"Figlia mia, ascolta" - proseguì la Vergine - "fino dalla mia infanzia ebbi conoscenza delle cose divine e delle speranze riposte nella venuta del Messia. Così, quando l'Arcangelo mi annunziò il mistero dell'Incarnazione e mi vidi scelta per madre del Redentore degli uomini, il mio cuore sebbene pienamente sottomesso al volere di Dio fu sommerso in un torrente di amarezza, perché sapevo tutto quello che il tenero e divino Bambino doveva soffrire, e la profezia del vecchio Simeone non fece che confermare le mie angosce materne.
Tu puoi quindi figurarti quali dovevano essere i miei sentimenti nel contemplare le attrattive di mio figlio, il suo volto, le sue mani, i suoi piedi, tutta la sua persona, che sapevo dovevano essere un giorno così crudelmente maltrattati.
Io baciavo quelle mani e mi sembrava che le mie labbra si impregnassero già del sangue che un giorno sarebbe sgorgato dalle loro ferite.
Baciavo i suoi piedi e li contemplavo già confitti alla croce.
Ravviavo la sua meravigliosa capigliatura e la vedevo coperta di sangue, ingrovigliata nelle spine della corona.
E quando, a Nazaret, Egli fece i primi passi e mi corse incontro con le braccia aperte, non potei trattenere le lacrime al pensiero di quelle braccia stese sulla croce dove doveva morire!
Quando giunse all'adolescenza apparve in Lui un tale insieme di grazia affascinante che non lo si poteva contemplare senza restare rapiti. Ma il mio cuore di madre si stringeva al pensiero dei tormenti di cui provavo in anticipo la ripercussione...
Dopo la lontananza dei tre anni della vita apostolica, le ore della passione e della sua morte furono per me il più terribile dei martiri. «Quando il terzo giorno, Lo vidi risuscitato e glorioso, certo la prova cambiò aspetto poiché Egli non poteva più soffrire. Ma quanto dolorosa doveva essere la separazione da Lui! ConsolarLo, riparare le offese degli uomini era allora il mio solo sollievo. Ma che lungo esilio! Quali ardori di- vampavano dal mio cuore! come sospiravo l'istante dell'eterna unione! Ah, che vita senza Lui! Che luce ottenebrata! Che unione desiderata! E come tardava a venire!
Giunta al settantatreesimo anno l'anima mia passò come un lampo dalla terra al cielo. Dopo tre giorni gli angeli raccolsero la mia salma e la trasportarono in trionfo di giubilo per riunirla all'anima. Quale ammirazione, quale adorazione, quale dolcezza quando i miei occhi videro per la prima volta nella sua gloria e nella sua maestà in mezzo alle schiere angeliche il mio Figlio e il mio Dio!

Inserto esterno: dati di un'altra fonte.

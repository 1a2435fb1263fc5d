//! Escaping for text interpolated into markup.

/// Escape text for use in HTML content or attribute values.
pub fn html_escape(s: &str) -> String {
    s.replace('&', "&amp;")
        .replace('<', "&lt;")
        .replace('>', "&gt;")
        .replace('"', "&quot;")
}
//! Owner and composer wired together in-process.

use std::sync::Arc;

use async_trait::async_trait;
use mosaic_sdk::prelude::*;
use pretty_assertions::assert_eq;
use product_fragment::handlers::{ProductContent, UserData};
use product_fragment::{bff, product_handler, PRODUCT};

/// Routes composer requests straight into an owner.
struct Loopback {
    bff: Bff,
}

#[async_trait(?Send)]
impl HttpClient for Loopback {
    async fn send(&self, request: FetchRequest) -> Result<FetchResponse, FetchError> {
        let mut builder = http::Request::builder().uri(request.url.as_str());
        for (name, value) in &request.headers {
            builder = builder.header(name.as_str(), value.as_str());
        }
        let req = builder
            .body(())
            .map_err(|e| FetchError::Request(e.to_string()))?;

        let response = self.bff.handle(&req).await;
        let headers = response
            .headers()
            .iter()
            .filter_map(|(k, v)| Some((k.to_string(), v.to_str().ok()?.to_string())))
            .collect();
        Ok(FetchResponse::new(response.status().as_u16(), headers, response.body().clone()))
    }
}

fn body(response: &http::Response<Vec<u8>>) -> String {
    String::from_utf8(response.body().clone()).unwrap()
}

/// An owner whose product fragment declares no assets.
fn bare_bff() -> Bff {
    let manifest = FragmentManifest::new(PRODUCT, "1.0.0", RenderConfig::new("/product"));
    let fragment = Fragment::builder(manifest)
        .version("1.0.0", Handler::new(ProductContent).with_data(UserData))
        .build()
        .unwrap();
    let identity = GatewayIdentity {
        name: "browsing".into(),
        url: "http://localhost:4446".into(),
    };
    Bff::new(identity, vec![fragment]).unwrap()
}

// === Owner Tests ===

#[tokio::test]
async fn test_preview_document() {
    let response = bare_bff().handle_request(&FragmentRequest::new("/product")).await;

    assert_eq!(response.status(), http::StatusCode::OK);
    assert_eq!(
        body(&response),
        "<html><head><title>Browsing - product</title></head><body><div>Rendered Fragment ACG</div></body></html>"
    );
}

#[tokio::test]
async fn test_stream_partials() {
    let req = FragmentRequest::new("/product").with_query(RENDER_MODE_QUERY, "stream");
    let response = bare_bff().handle_request(&req).await;

    assert_eq!(response.status(), http::StatusCode::OK);
    assert_eq!(body(&response), r#"{"main":"<div>Rendered Fragment ACG</div>"}"#);
}

#[tokio::test]
async fn test_static_asset_follows_version_cookie() {
    let bff = bff().unwrap();

    let pinned = FragmentRequest::new("/product/static/bundle.js").with_cookie("product-cookie", "1.0.1");
    let response = bff.handle_request(&pinned).await;
    assert_eq!(response.status(), http::StatusCode::OK);
    assert!(body(&response).contains("version1.0.1"));

    let default = bff.handle_request(&FragmentRequest::new("/product/static/bundle.js")).await;
    assert!(body(&default).contains("version1.0.0"));
}

#[tokio::test]
async fn test_placeholder_only_in_newer_version() {
    let bff = bff().unwrap();

    let default = bff.handle_request(&FragmentRequest::new("/product/placeholder")).await;
    assert_eq!(body(&default), "");

    let pinned = FragmentRequest::new("/product/placeholder").with_cookie("product-cookie", "1.0.1");
    assert_eq!(
        body(&bff.handle_request(&pinned).await),
        "<div class=\"product-skeleton\"></div>"
    );
}

// === Composer Tests ===

const STOREFRONT: &str = r#"
[[gateways]]
name = "browsing"
url = "http://localhost:4446"

[[pages]]
name = "product-detail"
url = "/product-detail"
fragments = [{ name = "product", gateway = "browsing" }]
"#;

async fn storefront() -> Storefront {
    storefront_over(bff().unwrap()).await
}

async fn storefront_over(bff: Bff) -> Storefront {
    let config = StorefrontConfig::from_toml(STOREFRONT).unwrap();
    let storefront = Storefront::from_config(&config, Arc::new(Loopback { bff })).unwrap();
    assert_eq!(storefront.refresh().await.unwrap(), 1);
    storefront
}

/// An owner whose versions ship differently named bundles.
fn renamed_bundle_bff() -> Bff {
    let bundle = |file: &str| {
        VersionManifest::default().with_asset(AssetDescriptor::external(
            "product-bundle",
            file,
            AssetLocation::BodyEnd,
            AssetType::Js,
        ))
    };
    let manifest = FragmentManifest::new(PRODUCT, "1.0.0", RenderConfig::new("/product"))
        .with_version("1.0.0", bundle("bundle.js"))
        .with_version("1.0.1", bundle("bundle.1.js"));
    let files = StaticFiles::new()
        .with_file("1.0.0", "bundle.js", "version1.0.0")
        .with_file("1.0.1", "bundle.1.js", "version1.0.1");
    let fragment = Fragment::builder(manifest)
        .assets(files)
        .version("1.0.0", product_handler("1.0.0"))
        .version("1.0.1", product_handler("1.0.1"))
        .build()
        .unwrap();
    let identity = GatewayIdentity {
        name: "browsing".into(),
        url: "http://localhost:4446".into(),
    };
    Bff::new(identity, vec![fragment]).unwrap()
}

#[tokio::test]
async fn test_composed_preview_page() {
    let storefront = storefront().await;
    let response = storefront
        .handle_request(&FragmentRequest::new("/product-detail"))
        .await;

    assert_eq!(response.status(), http::StatusCode::OK);
    assert_eq!(
        body(&response),
        concat!(
            "<html><head><title>Browsing - product-detail</title></head><body>",
            "<div>Rendered Fragment ACG</div>",
            r#"<script src="/product/static/bundle.js?__version=1.0.0" type="text/javascript"></script>"#,
            "</body></html>"
        )
    );
}

#[tokio::test]
async fn test_composed_page_follows_version_cookie() {
    let storefront = storefront().await;
    let req = FragmentRequest::new("/product-detail").with_cookie("product-cookie", "1.0.1");
    let html = body(&storefront.handle_request(&req).await);

    assert!(html.contains("/product/static/bundle.js?__version=1.0.1"));

    let asset = FragmentRequest::new("/product/static/bundle.js").with_query(VERSION_QUERY, "1.0.1");
    let response = storefront.handle_request(&asset).await;
    assert!(body(&response).contains("version1.0.1"));
}

#[tokio::test]
async fn test_unknown_version_cookie_serves_default_assets() {
    let storefront = storefront().await;
    let req = FragmentRequest::new("/product-detail").with_cookie("product-cookie", "9.9.9");
    let response = storefront.handle_request(&req).await;

    assert_eq!(response.status(), http::StatusCode::OK);
    let html = body(&response);
    assert!(html.contains("<div>Rendered Fragment ACG</div>"));
    assert!(html.contains("/product/static/bundle.js?__version=1.0.0"));
    assert!(!html.contains("9.9.9"));

    let asset = FragmentRequest::new("/product/static/bundle.js")
        .with_query(VERSION_QUERY, "1.0.0")
        .with_cookie("product-cookie", "9.9.9");
    let response = storefront.handle_request(&asset).await;
    assert_eq!(response.status(), http::StatusCode::OK);
    assert!(body(&response).contains("version1.0.0"));
}

#[tokio::test]
async fn test_pinned_version_uses_its_own_asset_files() {
    let storefront = storefront_over(renamed_bundle_bff()).await;
    let req = FragmentRequest::new("/product-detail").with_cookie("product-cookie", "1.0.1");
    let html = body(&storefront.handle_request(&req).await);

    assert!(html.contains(r#"src="/product/static/bundle.1.js?__version=1.0.1""#));

    let asset = FragmentRequest::new("/product/static/bundle.1.js").with_query(VERSION_QUERY, "1.0.1");
    let response = storefront.handle_request(&asset).await;
    assert_eq!(response.status(), http::StatusCode::OK);
    assert_eq!(body(&response), "version1.0.1");

    let default = body(&storefront.handle_request(&FragmentRequest::new("/product-detail")).await);
    assert!(default.contains(r#"src="/product/static/bundle.js?__version=1.0.0""#));
}

#[tokio::test]
async fn test_composed_stream_page() {
    let storefront = storefront().await;
    let req = FragmentRequest::new("/product-detail").with_query(RENDER_MODE_QUERY, "stream");
    let response = storefront.handle_request(&req).await;

    let page: Value = serde_json::from_slice(response.body()).unwrap();
    assert_eq!(page["page"], "product-detail");
    assert_eq!(page["fragments"]["product"]["main"], "<div>Rendered Fragment ACG</div>");
    assert_eq!(
        page["assets"]["product"]["BODY_END"][0],
        r#"<script src="/product/static/bundle.js?__version=1.0.0" type="text/javascript"></script>"#
    );
}

#[tokio::test]
async fn test_export_drives_proxy_configuration() {
    let storefront = storefront().await;
    let proxy = storefront.fragment(PRODUCT).unwrap();
    let snapshot = proxy.snapshot().unwrap();

    assert_eq!(snapshot.config.version, "1.0.0");
    assert_eq!(snapshot.config.test_cookie, "product-cookie");
    assert!(snapshot.config.render.placeholder);
    assert_eq!(
        storefront.gateways()[0].hash().as_deref(),
        Some(bff().unwrap().export().hash.as_str())
    );
}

Che dire poi, figlia mia, dello stupore che mi invase alla vista della mia bassezza che veniva coronata di tanti doni e circondata da tante acclamazioni? Non più tristezza ormai, non più ombra alcuna!... Tutto è dolcezza, gloria, amore!"
La Vergine Santissima, dirà poi Josefa, si è espressa con entusiasmo, e tuttavia un riflesso di umiltà avvolgeva ogni sua parola. Ella tacque un istante, immersa nel magnifico ricordo del suo ingresso nel cielo: poi, abbassando il suo profondo sguardo: "Tutto passa, figlia mia" - le disse - "e la beatitudine non ha fine. Soffri ed ama: mio Figlio tra poco coronerà i tuoi sforzi e le tue fatiche. Non temere: Egli ed Io ti amiamo".
E dopo alcune materne raccomandazioni: "Rimani fedele a Gesù e non rifiutarGli niente. PreparaGli il cammino con i tuoi piccoli atti, poiché presto verrà. Coraggio! Generosità e amore! L'inverno della vita è breve e la primavera sarà eterna".